Yeah, this is one of the craziest stories in the history of math, and deserves to be better known!

In the mid-1500s, Cardano (building on del Ferro and Tartaglia, not entirely amicably...) solved the cubic equation. The solution goes something like this. https://twitter.com/3blue1brown/status/1253747012245221376
2/ You want to solve ax^3+bx^2+cx+d=0. First make it "monic" (leading coefficient 1) by dividing by "a". Renaming coefficients, we have:

x^3+Bx^2+Cx+D=0.

Now "depress" it (kill off x^2 term) by replacing x=y-B/3. After some algebra, we have:

y^3+my+n=0.

[Aside: when you do...
3/ the same with a quadratic, ax^2+bx+c=0, divide by "a", and set y=x-B/2, you get y^2+n=0. This recently "rediscovered" method of solving quadratics is what @3blue1brown explained in his last live session. Shows how poorly we teach quad equations that NYT thinks it's new...]
4/ Back to y^3+my+n=0. By a beautiful method (which I can explain elsewhere), Cardano derives the formula:

y=u-v,

where (crt=cube root)

u=crt[-n/2+sqrt R],
v=crt[n/2+sqrt R],

and

R=n^2/4+m^3/27.

Now, I made two claims in my message to Grant:
5/

(1) That negative numbers did *not* exist at this time,

but shockingly that

(2) Complex numbers were needed as an "abstract tool" to solve "real" problems!
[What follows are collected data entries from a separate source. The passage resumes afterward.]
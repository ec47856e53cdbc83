//! SQLite implementation of [`RecordStore`].
//!
//! Records are stored as JSON documents keyed by id, with the tribe key
//! broken out into its own column for ad hoc querying. Durability comes
//! from SQLite's WAL journal; the engine itself never retries.
//!
//! # Schema Versioning
//!
//! The database uses SQLite's `user_version` pragma to track schema
//! versions. When the schema changes, increment `SCHEMA_VERSION` and add a
//! migration step in `run_migrations`.

use std::path::Path;
use std::sync::{Arc, Mutex};

use async_trait::async_trait;
use rusqlite::{params, Connection, OptionalExtension};

use whiteflag_core::{Claim, ClaimId, Request, RequestId};

use super::{RecordStore, StoreError};

/// Current schema version. Increment when making schema changes.
const SCHEMA_VERSION: i64 = 1;

/// SQLite-backed record store.
///
/// Uses a `Mutex<Connection>` because `rusqlite::Connection` is not `Sync`.
/// Every trait method moves the work onto `spawn_blocking` so the async
/// runtime is never blocked on disk I/O.
pub struct SqliteStore {
    conn: Arc<Mutex<Connection>>,
}

impl SqliteStore {
    /// Open or create the database file at the given path.
    pub fn new(path: &Path) -> Result<Self, StoreError> {
        let conn = Connection::open(path)
            .map_err(|e| StoreError::storage("open database", e.to_string()))?;
        conn.pragma_update(None, "journal_mode", "WAL")
            .map_err(|e| StoreError::storage("set journal_mode", e.to_string()))?;
        Self::from_connection(conn)
    }

    /// In-memory database (for testing).
    pub fn new_in_memory() -> Result<Self, StoreError> {
        let conn = Connection::open_in_memory()
            .map_err(|e| StoreError::storage("open in-memory database", e.to_string()))?;
        Self::from_connection(conn)
    }

    fn from_connection(conn: Connection) -> Result<Self, StoreError> {
        Self::init_schema(&conn)?;
        Ok(Self {
            conn: Arc::new(Mutex::new(conn)),
        })
    }

    /// Initialize the schema and run any pending migrations, tracked via
    /// the `user_version` pragma.
    fn init_schema(conn: &Connection) -> Result<(), StoreError> {
        let current_version: i64 = conn
            .pragma_query_value(None, "user_version", |row| row.get(0))
            .map_err(|e| StoreError::storage("get schema version", e.to_string()))?;

        if current_version > SCHEMA_VERSION {
            return Err(StoreError::storage(
                "init schema",
                format!(
                    "database schema version {} is newer than supported version {}",
                    current_version, SCHEMA_VERSION
                ),
            ));
        }

        if current_version < SCHEMA_VERSION {
            Self::run_migrations(conn, current_version)?;
            conn.pragma_update(None, "user_version", SCHEMA_VERSION)
                .map_err(|e| StoreError::storage("update schema version", e.to_string()))?;
        }

        Ok(())
    }

    fn run_migrations(conn: &Connection, from_version: i64) -> Result<(), StoreError> {
        if from_version < 1 {
            Self::migrate_v0_to_v1(conn)?;
        }
        Ok(())
    }

    /// Migration v0 -> v1: the two record tables.
    fn migrate_v0_to_v1(conn: &Connection) -> Result<(), StoreError> {
        conn.execute_batch(
            r#"
            CREATE TABLE IF NOT EXISTS requests (
                id TEXT PRIMARY KEY,
                tribe_key TEXT NOT NULL,
                record TEXT NOT NULL
            );

            CREATE INDEX IF NOT EXISTS idx_requests_tribe_key
            ON requests(tribe_key);

            CREATE TABLE IF NOT EXISTS claims (
                id TEXT PRIMARY KEY,
                bounty_request_id TEXT NOT NULL,
                record TEXT NOT NULL
            );

            CREATE INDEX IF NOT EXISTS idx_claims_bounty_request
            ON claims(bounty_request_id);
            "#,
        )
        .map_err(|e| StoreError::storage("migration v1", e.to_string()))?;
        Ok(())
    }
}

fn decode_request(json: String) -> Result<Request, StoreError> {
    serde_json::from_str(&json)
        .map_err(|e| StoreError::storage("decode request", e.to_string()))
}

fn decode_claim(json: String) -> Result<Claim, StoreError> {
    serde_json::from_str(&json).map_err(|e| StoreError::storage("decode claim", e.to_string()))
}

#[async_trait]
impl RecordStore for SqliteStore {
    async fn get_request(&self, id: &RequestId) -> Result<Option<Request>, StoreError> {
        let conn = self.conn.clone();
        let id = id.to_string();
        let json: Option<String> = tokio::task::spawn_blocking(move || {
            let conn = conn.lock().expect("connection mutex poisoned");
            conn.query_row("SELECT record FROM requests WHERE id = ?1", params![id], |row| {
                row.get(0)
            })
            .optional()
        })
        .await
        .map_err(|e| StoreError::storage("get_request join", e.to_string()))?
        .map_err(|e| StoreError::storage("get_request", e.to_string()))?;

        json.map(decode_request).transpose()
    }

    async fn put_request(&self, request: &Request) -> Result<(), StoreError> {
        let conn = self.conn.clone();
        let id = request.id.to_string();
        let tribe_key = request.tribe_key.as_str().to_string();
        let json = serde_json::to_string(request)
            .map_err(|e| StoreError::storage("encode request", e.to_string()))?;

        tokio::task::spawn_blocking(move || {
            let conn = conn.lock().expect("connection mutex poisoned");
            conn.execute(
                "INSERT INTO requests (id, tribe_key, record) VALUES (?1, ?2, ?3)
                 ON CONFLICT(id) DO UPDATE SET tribe_key = ?2, record = ?3",
                params![id, tribe_key, json],
            )
        })
        .await
        .map_err(|e| StoreError::storage("put_request join", e.to_string()))?
        .map_err(|e| StoreError::storage("put_request", e.to_string()))?;

        Ok(())
    }

    async fn get_all_requests(&self) -> Result<Vec<Request>, StoreError> {
        let conn = self.conn.clone();
        let rows: Vec<String> = tokio::task::spawn_blocking(move || {
            let conn = conn.lock().expect("connection mutex poisoned");
            let mut stmt = conn.prepare("SELECT record FROM requests")?;
            let rows = stmt
                .query_map([], |row| row.get::<_, String>(0))?
                .collect::<Result<Vec<_>, _>>()?;
            Ok::<_, rusqlite::Error>(rows)
        })
        .await
        .map_err(|e| StoreError::storage("get_all_requests join", e.to_string()))?
        .map_err(|e| StoreError::storage("get_all_requests", e.to_string()))?;

        rows.into_iter().map(decode_request).collect()
    }

    async fn get_claim(&self, id: &ClaimId) -> Result<Option<Claim>, StoreError> {
        let conn = self.conn.clone();
        let id = id.to_string();
        let json: Option<String> = tokio::task::spawn_blocking(move || {
            let conn = conn.lock().expect("connection mutex poisoned");
            conn.query_row("SELECT record FROM claims WHERE id = ?1", params![id], |row| {
                row.get(0)
            })
            .optional()
        })
        .await
        .map_err(|e| StoreError::storage("get_claim join", e.to_string()))?
        .map_err(|e| StoreError::storage("get_claim", e.to_string()))?;

        json.map(decode_claim).transpose()
    }

    async fn put_claim(&self, claim: &Claim) -> Result<(), StoreError> {
        let conn = self.conn.clone();
        let id = claim.id.to_string();
        let bounty_request_id = claim.bounty_request_id.to_string();
        let json = serde_json::to_string(claim)
            .map_err(|e| StoreError::storage("encode claim", e.to_string()))?;

        tokio::task::spawn_blocking(move || {
            let conn = conn.lock().expect("connection mutex poisoned");
            conn.execute(
                "INSERT INTO claims (id, bounty_request_id, record) VALUES (?1, ?2, ?3)
                 ON CONFLICT(id) DO UPDATE SET bounty_request_id = ?2, record = ?3",
                params![id, bounty_request_id, json],
            )
        })
        .await
        .map_err(|e| StoreError::storage("put_claim join", e.to_string()))?
        .map_err(|e| StoreError::storage("put_claim", e.to_string()))?;

        Ok(())
    }

    async fn get_all_claims(&self) -> Result<Vec<Claim>, StoreError> {
        let conn = self.conn.clone();
        let rows: Vec<String> = tokio::task::spawn_blocking(move || {
            let conn = conn.lock().expect("connection mutex poisoned");
            let mut stmt = conn.prepare("SELECT record FROM claims")?;
            let rows = stmt
                .query_map([], |row| row.get::<_, String>(0))?
                .collect::<Result<Vec<_>, _>>()?;
            Ok::<_, rusqlite::Error>(rows)
        })
        .await
        .map_err(|e| StoreError::storage("get_all_claims join", e.to_string()))?
        .map_err(|e| StoreError::storage("get_all_claims", e.to_string()))?;

        rows.into_iter().map(decode_claim).collect()
    }
}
Let me first argue (1). Cardano first solves y^3+my=n, then y^3=my+n, then y^3+n=my, etc. Aren't these all the same??
6/ No! Because to Cardano (like Euclid!), y^3 literally means a y×y×y cube!

That is, they are not overloading the "-" symbol (as we do today, and confuse poor pre-algebra students!) to mean both subtraction and negation. Negative numbers don't exist!

So how could complexes???
7/ Look back at Cardano's formula. Let's solve, e.g.,

y^3-15y-4=0.

One can easily stumble on to y=4 as a solution. But what does Cardano's formula give? y=u-v where:

R=n^2/4+m^3/27 = -121

and

u=crt[-n/2+sqrt R]=crt[2+sqrt(-121)],
v=crt[-2+sqrt(-121)].

Huh? Here's Bombelli's
8/ workaround: Ok, "imagine" that all of this makes sense, which it doesn't, and notice (writing i=sqrt(-1)) that:

(2+i)^3=2^3+3*2^2*i+3*2*i^2+i^3=2+sqrt(-121).

So we must have that

u=crt[2+sqrt(-121)]=2+i.

And similarly, v=-2+i. So:

y=u-v=(2+i)-(-2+i) = 4!!!

This nonsense
9/ isn't "real", but it's a *useful tool* to get at the real answer. Complex numbers existed in this limbo long before they became "the complex plane" in work of Euler/Argand/Wessel. But there you have it, complex numbers were needed well before negatives!

#mbtos #iteachmath
PS A great exposition of this story, as well as the Cardano/Tartaglia feud, is in Dunham's fantastic book, "A Journey Through Genius" (which is where I first read about it).